How to learn about health studies for you
If you’ve been diagnosed with cancer or another disease, medical researchers need you.
Patients can choose to add their name and medical information to a “disease registry,” a secure database of people who suffer from a particular disease. Together, they form a cohort or group that researchers can learn from over time in the hopes of finding cures.
It’s also useful for patients, who can learn about clinical trials starting up in their area for which they might be eligible.
A registry is useful for researchers such as data scientists, who can “crunch the numbers” and identify possible patterns or causes of disease.
Hundreds of voluntary patient registries exist for every type of condition — from cancer, diabetes and cystic fibrosis, to heart disease, arthritis and Alzheimer’s disease. Some registries are federally funded, while others are funded by nonprofits or healthcare facilities.
NIH lists dozens of patient registries on its website at http://bit.ly/all-registries.

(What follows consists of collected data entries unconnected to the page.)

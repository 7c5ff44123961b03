//! Adapter interfaces for external systems.
//!
//! Coordinators and fetch handlers only see these traits; the HTTP and
//! subprocess implementations live in the submodules and are wired up in
//! `core::services`.

pub mod analyzer;
pub mod downloader;
pub mod extractor;
pub mod feed;
pub mod youtube;

use std::path::{Path, PathBuf};

use anyhow::Result;
use async_trait::async_trait;
use chrono::{DateTime, Utc};
use serde::{Deserialize, Serialize};

use crate::domain::{Content, Story};

pub use analyzer::{LogOnlyAnalyzer, WebhookAnalyzer};
pub use downloader::YtDlpDownloader;
pub use extractor::HttpExtractor;
pub use feed::{parse_feed, HttpFeedFetcher};
pub use youtube::{uploads_playlist_id, YoutubeDataClient};

/// One entry of an RSS/Atom listing
#[derive(Debug, Clone, PartialEq, Serialize, Deserialize)]
pub struct FeedEntry {
    /// guid (RSS) or id (Atom), falling back to the link
    pub external_id: String,
    pub url: String,
    pub title: String,
    pub published_at: Option<DateTime<Utc>>,
    /// Podcast audio, when the item carries an enclosure
    #[serde(default, skip_serializing_if = "Option::is_none")]
    pub enclosure_url: Option<String>,
}

/// Fetches and parses feeds
#[async_trait]
pub trait FeedFetcher: Send + Sync {
    async fn fetch(&self, url: &str) -> Result<Vec<FeedEntry>>;
}

/// Text pulled out of a page
#[derive(Debug, Clone, PartialEq)]
pub struct ExtractedContent {
    pub text: String,
    pub lang: Option<String>,
    /// Better title than the listing had, if the page has one
    pub title: Option<String>,
}

/// Turns a URL into readable text
#[async_trait]
pub trait ContentExtractor: Send + Sync {
    async fn extract(&self, url: &str) -> Result<ExtractedContent>;
}

/// Listing entry returned by the YouTube Data API
#[derive(Debug, Clone, PartialEq, Serialize, Deserialize)]
pub struct VideoSummary {
    pub video_id: String,
    pub title: String,
    pub channel_id: Option<String>,
    pub published_at: Option<DateTime<Utc>>,
    /// ISO 8601 duration from `videos.list`
    #[serde(default, skip_serializing_if = "Option::is_none")]
    pub duration: Option<String>,
}

/// A search against YouTube
#[derive(Debug, Clone, Default, PartialEq)]
pub struct SearchQuery {
    pub query: String,
    pub order: Option<String>,
    pub duration: Option<String>,
    pub published_after: Option<DateTime<Utc>>,
    pub max_results: u32,
}

/// API result with the quota it actually cost
#[derive(Debug, Clone)]
pub struct ApiPage<T> {
    pub items: Vec<T>,
    pub units: u32,
}

/// Quota-costed YouTube Data API calls
#[async_trait]
pub trait YoutubeApi: Send + Sync {
    /// Newest uploads of a playlist, at most `max`
    async fn playlist_items(&self, playlist_id: &str, max: u32) -> Result<ApiPage<VideoSummary>>;

    async fn search(&self, query: &SearchQuery) -> Result<ApiPage<VideoSummary>>;

    async fn video_details(&self, ids: &[String]) -> Result<ApiPage<VideoSummary>>;
}

/// Fetches the audio track of a video
#[async_trait]
pub trait AudioDownloader: Send + Sync {
    /// Download into `dest_dir` and return the audio file path
    async fn download(&self, video_id: &str, dest_dir: &Path) -> Result<PathBuf>;
}

/// Analyses a story once it exists
#[async_trait]
pub trait StoryAnalyzer: Send + Sync {
    async fn analyze(&self, story: &Story, content: &Content) -> Result<serde_json::Value>;
}
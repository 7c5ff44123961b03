//! Content ingestion pipeline.
//!
//! ```text
//! ingest:pull ──► RssCoordinator / YoutubeCoordinator ──► raw items
//!                                                            │
//!          ingest:fetch-content ◄────────────────────────────┤
//!          ingest:fetch-youtube-content ◄────────────────────┘
//!                 │                       │
//!                 │          download ──► TranscriptionQueue
//!                 ▼                       ▼
//!            StoryDeduper (content hash) ──► analyze:llm
//! ```

pub mod canonical;
pub mod dedup;
pub mod handlers;
pub mod queue;
pub mod rss;
pub mod transcriber;
pub mod youtube;

use serde::Serialize;

// Re-export key types
pub use canonical::{canonicalize_url, classify_url, UrlKind};
pub use dedup::{content_hash, normalize_text, StoryDeduper};
pub use handlers::{
    AnalyzeHandler, FetchContentHandler, FetchYoutubeHandler, HeartbeatHandler, PullHandler,
};
pub use queue::{
    JobStatus, Priority, QueueStats, RemoveWorkingFiles, TranscriptionError, TranscriptionJob,
    TranscriptionQueue, TranscriptionQueueConfig,
};
pub use rss::RssCoordinator;
pub use transcriber::{TranscribeOptions, Transcriber, Transcript, WhisperTranscriber};
pub use youtube::{YoutubeCoordinator, YoutubeSettings};

/// Outcome of one coordinator run across all active sources
#[derive(Debug, Clone, Default, PartialEq, Serialize)]
#[serde(rename_all = "camelCase")]
pub struct PullSummary {
    pub sources: usize,
    pub failed_sources: usize,
    /// Listing entries seen
    pub discovered: usize,
    /// Entries that were not already stored
    pub new_items: usize,
    pub jobs_sent: usize,
}

impl PullSummary {
    pub(crate) fn absorb(&mut self, source: SourcePull) {
        self.discovered += source.discovered;
        self.new_items += source.new_items;
        self.jobs_sent += source.jobs_sent;
    }
}

/// Per-source counters
#[derive(Debug, Clone, Copy, Default)]
pub(crate) struct SourcePull {
    pub discovered: usize,
    pub new_items: usize,
    pub jobs_sent: usize,
}
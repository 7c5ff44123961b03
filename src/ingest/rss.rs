//! RSS and podcast ingestion.

use std::sync::Arc;

use anyhow::{Context, Result};
use chrono::Utc;
use serde_json::json;
use tracing::{debug, info, instrument, warn};

use crate::adapters::{FeedEntry, FeedFetcher};
use crate::core::Dispatcher;
use crate::domain::{FetchContentPayload, ItemKind, NewRawItem, QueueName, Source, SourceFamily, SourceKind};
use crate::store::{Store, StoreError};

use super::canonical::canonicalize_url;
use super::{PullSummary, SourcePull};

/// Pulls every active RSS/podcast source and queues new items for fetching
pub struct RssCoordinator {
    store: Store,
    fetcher: Arc<dyn FeedFetcher>,
    dispatcher: Dispatcher,
}

impl RssCoordinator {
    pub fn new(store: Store, fetcher: Arc<dyn FeedFetcher>, dispatcher: Dispatcher) -> Self {
        Self {
            store,
            fetcher,
            dispatcher,
        }
    }

    /// Pull all active sources. A failing source is logged and skipped.
    #[instrument(skip(self))]
    pub async fn pull(&self) -> Result<PullSummary, StoreError> {
        let sources = self.store.list_active_sources(SourceFamily::Rss)?;
        let mut summary = PullSummary {
            sources: sources.len(),
            ..Default::default()
        };

        for source in &sources {
            match self.pull_source(source).await {
                Ok(counts) => summary.absorb(counts),
                Err(e) => {
                    summary.failed_sources += 1;
                    warn!(source_id = %source.id, url = %source.url, error = %format!("{:#}", e), "Feed pull failed");
                }
            }
        }

        info!(
            sources = summary.sources,
            failed = summary.failed_sources,
            new_items = summary.new_items,
            "RSS pull finished"
        );
        Ok(summary)
    }

    async fn pull_source(&self, source: &Source) -> Result<SourcePull> {
        let entries = self.fetcher.fetch(&source.url).await?;
        let mut counts = SourcePull {
            discovered: entries.len(),
            ..Default::default()
        };

        for entry in entries {
            let item = raw_item_from_entry(source, entry);
            let sent = self
                .dispatcher
                .send_for_new_item(&item, QueueName::FetchContent, |raw_item_id| {
                    FetchContentPayload {
                        raw_item_ids: vec![raw_item_id.to_string()],
                    }
                })
                .context("Failed to store item and enqueue fetch job")?;
            if sent.is_none() {
                debug!(source_id = %source.id, external_id = %item.external_id, "Already seen");
                continue;
            }
            counts.new_items += 1;
            counts.jobs_sent += 1;
        }

        self.store.touch_source_checked(&source.id, Utc::now())?;
        debug!(source_id = %source.id, discovered = counts.discovered, new_items = counts.new_items, "Source pulled");
        Ok(counts)
    }
}

fn raw_item_from_entry(source: &Source, entry: FeedEntry) -> NewRawItem {
    let kind = match (&source.kind, &entry.enclosure_url) {
        (SourceKind::Podcast, Some(_)) => ItemKind::Audio,
        _ => ItemKind::Article,
    };
    let metadata = match &entry.enclosure_url {
        Some(enclosure) => json!({
            "enclosureUrl": enclosure,
            "enclosureOnly": *enclosure == entry.url,
        }),
        None => json!({}),
    };
    let url = canonicalize_url(&entry.url).unwrap_or(entry.url);

    NewRawItem::new(&source.id, entry.external_id, url, entry.title, kind)
        .with_metadata(metadata)
        .with_published_at(entry.published_at)
}
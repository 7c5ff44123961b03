//! Domain types for storyloom.
//!
//! This module contains the core data structures:
//! - Sources: operator-registered provider endpoints
//! - Items: raw items, extracted content and canonical stories
//! - Jobs: durable queue rows and payload contracts

pub mod items;
pub mod jobs;
pub mod quota;
pub mod source;

// Re-export commonly used types
pub use items::{Content, ItemKind, NewRawItem, RawItem, RawItemStatus, Story};
pub use jobs::{
    AnalyzePayload, FetchContentPayload, FetchYoutubePayload, HeartbeatPayload, Job, JobState,
    PullPayload, QueueName, Schedule,
};
pub use quota::{QuotaStatus, UsageEntry};
pub use source::{Source, SourceFamily, SourceKind};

With all the news about privacy violations and hacked websites, some people may be reluctant to supply their medical information for an online database. However, all data is stripped of personal information and all medical information is stored on secure databases.
In addition, “Usually, a federally-funded registry has a very limited list of individuals (registry coordinators) who may have access to participants’ personal, identifying information,” NIH notes on its website.
How it works
Patients sign up on a website, filling in their medical information in an easy-to-use form. You’re typically asked a few questions about your medical history, so keep documents and test results on hand to be as specific as possible.
Once you’re signed up, expect to receive emails from the registry. Periodically you may be asked to complete additional surveys or update health information.
The registry coordinators may ask you to update your medical information or let them know if, for instance, you’ve had a cancer recurrence. They may simply keep you up to date on the current research on your disease or the status of the registry.
Participation is voluntary, and you can always withdraw your name.
A wider net
Disease registries may hasten a cure to chronic conditions or fatal diseases.
“We want to build a resource that many different investigators will use to try to [answer] questions as quickly as possible,” Mark Robson, MD, co-founder of Prospective Registry of Multi-Plex Testing (PROMPT), told the American Association for Cancer Research in 2014, when he helped launch the registry for patients whose genes are predisposed to certain cancers.
Many researchers hope these registries will save lives.
“To try to get the answers in a meaningful timeframe, we have to throw a much, much wider net and make [studies] available to a much, much broader group of people,” he said.